→ EXERCISE DETAILS
Lines from the records below that contain the word "variable" are to be copied out.

*** Opening DATA TO PROCESS ***

//! Rich diagnostic error types for oracle calls.

use miette::Diagnostic;
use thiserror::Error;

/// Errors from the semantic-reasoning oracle.
///
/// Only [`OracleError::RateLimited`] is transient; the client retries it with
/// backoff. Everything else skips the chunk that produced it.
#[derive(Debug, Error, Diagnostic)]
pub enum OracleError {
    #[error("oracle rate limit or quota reached: {message}")]
    #[diagnostic(
        code(edam::oracle::rate_limited),
        help("The request will be retried with backoff. Lower the request rate or raise the account quota.")
    )]
    RateLimited { message: String },

    #[error("oracle request failed: {message}")]
    #[diagnostic(
        code(edam::oracle::request_failed),
        help("Check the oracle base URL, network connectivity and that the model name is valid.")
    )]
    RequestFailed { message: String },

    #[error("oracle returned an invalid response: {message}")]
    #[diagnostic(
        code(edam::oracle::invalid_response),
        help(
            "The oracle must answer with a JSON object containing edam_id, edam_label, \
             confidence_score and reasoning."
        )
    )]
    InvalidResponse { message: String },

    #[error("API key environment variable {var} is not set")]
    #[diagnostic(
        code(edam::oracle::missing_api_key),
        help("Export the key, e.g. `export {var}=...`, or point `oracle.api_key_env` at another variable.")
    )]
    MissingApiKey { var: String },

    #[error("oracle still rate limited after {attempts} attempts: {message}")]
    #[diagnostic(
        code(edam::oracle::attempts_exhausted),
        help("The chunk is skipped. Increase max_retries or backoff_step_secs if this happens often.")
    )]
    AttemptsExhausted { attempts: u32, message: String },
}

impl OracleError {
    /// Whether the failure is a transient capacity signal worth retrying.
    pub fn is_transient(&self) -> bool {
        matches!(self, Self::RateLimited { .. })
    }
}

/// Convenience alias for oracle results.
pub type OracleResult<T> = std::result::Result<T, OracleError>;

*** Closing DATA TO PROCESS ***

→ OUTPUT OF THE EXERCISE
    #[error("API key environment variable {var} is not set")]
        help("Export the key, e.g. `export {var}=...`, or point `oracle.api_key_env` at another variable.")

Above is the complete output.